Airlines have two major expenses that impact profitability. One is the fixed cost of labor, or employing and maintaining a flight crew. The second is fuel costs, which are tied to oil prices and fluctuate wildly from year to year. Rising oil prices have led to higher fuel prices in recent months, worrying some airlines.
Jet fuel prices tracked by the Energy Information Administration (EIA) averaged $3.07 per gallon at the end of August, up 50% from the recent low of 2.05 dollars in early May. This was accompanied by a surge in crude oil prices, which reached their highest level in almost 10 months.
At the same time, there are many signs that demand for domestic air travel, which has surged in the wake of the pandemic, may have peaked as cash-strapped consumers book fewer trips. Southwest Airlines (LUV) has revised its fuel cost expectations up, but expects revenue per available seat mile (RASM) – a key indicator of profitability for airlines – to fall between 5% and 7%, down from a previous range of 3% to 7%, the company said in an SEC filing Wednesday.

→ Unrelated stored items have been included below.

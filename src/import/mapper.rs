//! Record mapper: fixed column positions per entity kind, never header names.
//! Mapping never fails; missing cells become `None` and are left for the
//! validator to judge.

use super::parser::{excel_serial_to_date, Cell, RawRow};
use super::record::{
    BatchDraft, CandidateRecord, CourseDraft, ResultDraft, StudentDraft, SubRecord,
};
use super::schema::EntityKind;

pub fn map_row(kind: EntityKind, row: &RawRow) -> CandidateRecord {
    let cells = row.cells.as_slice();
    match kind {
        EntityKind::Batch => CandidateRecord::Batch(BatchDraft {
            name: text_at(cells, 0),
            start_date: date_at(cells, 1),
            duration_months: text_at(cells, 2),
            course: text_at(cells, 3),
            ..Default::default()
        }),
        EntityKind::Course => CandidateRecord::Course(CourseDraft {
            name: text_at(cells, 0),
            short_code: text_at(cells, 1),
            duration_months: text_at(cells, 2),
            subjects: sub_records(kind, cells),
            ..Default::default()
        }),
        EntityKind::Student => CandidateRecord::Student(StudentDraft {
            name: text_at(cells, 0),
            email: text_at(cells, 1),
            phone: text_at(cells, 2),
            birth_date: date_at(cells, 3),
            course: text_at(cells, 4),
            batch: text_at(cells, 5),
            ..Default::default()
        }),
        EntityKind::Result => CandidateRecord::Result(ResultDraft {
            student: text_at(cells, 0),
            course: text_at(cells, 1),
            batch: text_at(cells, 2),
            register_no: text_at(cells, 3),
            certificate_no: text_at(cells, 4),
            result: text_at(cells, 5),
            is_published: text_at(cells, 6),
            published_date: date_at(cells, 7),
            marks: sub_records(kind, cells),
            ..Default::default()
        }),
    }
}

/// Reads sub-group blocks greedily until a block's first column is blank.
fn sub_records(kind: EntityKind, cells: &[Cell]) -> Vec<SubRecord> {
    let schema = kind.schema();
    let Some(layout) = &schema.sub_group else {
        return Vec::new();
    };
    let mut out = Vec::new();
    let mut start = schema.sub_group_start();
    while let Some(name) = text_at(cells, start) {
        out.push(SubRecord {
            name: Some(name),
            subject_type: text_at(cells, start + 1),
            te: text_at(cells, start + 2),
            ce: text_at(cells, start + 3),
            pe: text_at(cells, start + 4),
            pw: text_at(cells, start + 5),
            subject_id: None,
        });
        start += layout.width;
    }
    out
}

fn text_at(cells: &[Cell], idx: usize) -> Option<String> {
    match cells.get(idx)? {
        Cell::Empty => None,
        Cell::Text(s) => {
            let t = s.trim();
            if t.is_empty() {
                None
            } else {
                Some(t.to_string())
            }
        }
        Cell::Number(n) => Some(format_number(*n)),
    }
}

/// Date columns accept a raw spreadsheet serial as well as text.
fn date_at(cells: &[Cell], idx: usize) -> Option<String> {
    match cells.get(idx)? {
        Cell::Number(n) => excel_serial_to_date(*n).or_else(|| Some(format_number(*n))),
        _ => text_at(cells, idx),
    }
}

fn format_number(n: f64) -> String {
    if n.fract() == 0.0 && n.abs() < 1e15 {
        format!("{}", n as i64)
    } else {
        n.to_string()
    }
}

#[cfg(test)]
mod tests {
    use super::*;

    fn row(cells: &[&str]) -> RawRow {
        RawRow {
            row: 2,
            cells: cells
                .iter()
                .map(|c| {
                    if c.is_empty() {
                        Cell::Empty
                    } else {
                        Cell::Text(c.to_string())
                    }
                })
                .collect(),
        }
    }

    #[test]
    fn course_subjects_read_until_blank_block() {
        let r = row(&[
            "Diploma", "DIP", "12", "Maths", "theory", "80", "20", "", "", "Lab", "practical", "",
            "", "60", "40", "", "ignored",
        ]);
        let CandidateRecord::Course(c) = map_row(EntityKind::Course, &r) else {
            panic!("expected course");
        };
        assert_eq!(c.subjects.len(), 2);
        assert_eq!(c.subjects[0].te.as_deref(), Some("80"));
        assert_eq!(c.subjects[0].pe, None);
        assert_eq!(c.subjects[1].name.as_deref(), Some("Lab"));
        assert_eq!(c.subjects[1].pw.as_deref(), Some("40"));
    }

    #[test]
    fn short_rows_map_to_none() {
        let CandidateRecord::Batch(b) = map_row(EntityKind::Batch, &row(&["Batch A"])) else {
            panic!("expected batch");
        };
        assert_eq!(b.name.as_deref(), Some("Batch A"));
        assert_eq!(b.start_date, None);
        assert_eq!(b.course, None);
    }

    #[test]
    fn numeric_cells_render_without_trailing_zero() {
        let r = RawRow {
            row: 2,
            cells: vec![
                Cell::Text("Batch A".into()),
                Cell::Number(45306.0),
                Cell::Number(12.0),
                Cell::Text("CS".into()),
            ],
        };
        let CandidateRecord::Batch(b) = map_row(EntityKind::Batch, &r) else {
            panic!("expected batch");
        };
        assert_eq!(b.start_date.as_deref(), Some("2024-01-15"));
        assert_eq!(b.duration_months.as_deref(), Some("12"));
    }

    #[test]
    fn result_marks_follow_scalar_columns() {
        let r = row(&[
            "Asha", "Diploma", "B1", "REG1", "C1", "Pass", "yes", "2024-05-01", "Maths", "theory",
            "70", "15", "", "",
        ]);
        let CandidateRecord::Result(res) = map_row(EntityKind::Result, &r) else {
            panic!("expected result");
        };
        assert_eq!(res.register_no.as_deref(), Some("REG1"));
        assert_eq!(res.marks.len(), 1);
        assert_eq!(res.marks[0].subject_type.as_deref(), Some("theory"));
        assert!(res.marks[0].has_theory());
        assert!(!res.marks[0].has_practical());
    }
}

The updated outlook came just over a month after Southwest Airlines reported higher-than-expected costs for the quarter ended June and said those higher costs were likely to continue in the quarter. course.
On a broader scale, domestic bookings over Labor Day weekend, including those for flights, hotels, rental cars and cruises, were up just 4% per year. year over year, according to AAA data, despite a 44% increase in international bookings.

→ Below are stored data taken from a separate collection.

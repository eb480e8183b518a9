//! Bulk import and validation engine.
//!
//! parser -> mapper -> reference (resolver) -> validate -> execute, with
//! `session` tying the stages to one import dialog's lifetime.

pub mod error;
pub mod events;
pub mod execute;
pub mod mapper;
pub mod parser;
pub mod record;
pub mod reference;
pub mod schema;
pub mod session;
pub mod validate;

Meanwhile, Alaska Airlines (ALK), which operates almost exclusively in North America and derives most of its revenue from domestic travelers, has downgraded its outlook for revenue growth and cost per seat-mile. available (CASM) – a key indicator of profitability for airlines – for the last quarter, prompted by a spike in fuel prices. The company now expects fuel costs per gallon to be between $3.15 and $3.25, down from $2.70 to $2.80.
United Airlines United (UAL) also increased its fuel costs per gallon, to between $2.95 and $3.05, from $2.50 to $2.80, as it shared in its commentary on the results in July. The company does not yet expect an impact on its revenue.

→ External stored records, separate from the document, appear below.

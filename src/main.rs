mod backend;
mod config;
mod db;
mod import;
mod ipc;

use std::io::{self, BufRead, Write};
use tracing::{debug, info, warn};
use tracing_subscriber::EnvFilter;

fn init_logging() {
    // stdout carries the IPC replies, so logs go to stderr.
    let filter = EnvFilter::try_from_env("RECORDSD_LOG").unwrap_or_else(|_| EnvFilter::new("info"));
    tracing_subscriber::fmt()
        .with_env_filter(filter)
        .with_writer(io::stderr)
        .with_ansi(false)
        .init();
}

fn main() {
    init_logging();
    info!(version = env!("CARGO_PKG_VERSION"), "recordsd started");

    let mut state = ipc::AppState::default();

    let stdin = io::stdin();
    let mut stdout = io::stdout();

    for line in stdin.lock().lines() {
        let line = match line {
            Ok(v) => v,
            Err(e) => {
                warn!(error = %e, "stdin closed with an error");
                break;
            }
        };
        if line.trim().is_empty() {
            continue;
        }

        let req: ipc::Request = match serde_json::from_str(&line) {
            Ok(v) => v,
            Err(e) => {
                // Can't reply without id.
                warn!(error = %e, "malformed request line");
                let reply = serde_json::json!({
                    "ok": false,
                    "error": { "code": "bad_json", "message": e.to_string() }
                });
                let _ = writeln!(stdout, "{}", reply);
                let _ = stdout.flush();
                continue;
            }
        };

        debug!(id = %req.id, method = %req.method, "request");
        let resp = ipc::handle_request(&mut state, req);
        let _ = writeln!(
            stdout,
            "{}",
            serde_json::to_string(&resp).unwrap_or_else(|_| "{\"ok\":false}".to_string())
        );
        let _ = stdout.flush();
    }
    info!("stdin closed, exiting");
}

Until recently, air travel has been relatively unstructured by the slowdown in discretionary spending that has hit other sectors, such as retail. However, the picture could change as continued high inflation and rising interest rates weigh even more heavily on households, who may consider cutting back on travel spending.
To be sure, earnings at major airlines like United and American Airlines (AAL) have been robust so far this year thanks to windfall profits from record travel demand, with the former's net profit having more than tripled over last year in the second quarter. However, rising fuel prices, coupled with lower domestic revenues, could hurt airline profitability, thus affecting the shareholders of these companies.
The Average Action airlines has underperformed the S&P 500 so far this year, up 13%, versus a 16% gain for the broader index. Shares of Alaska and Southwest Airlines are among the worst performers in the sector so far this year, with shares down 5% and 10%, respectively.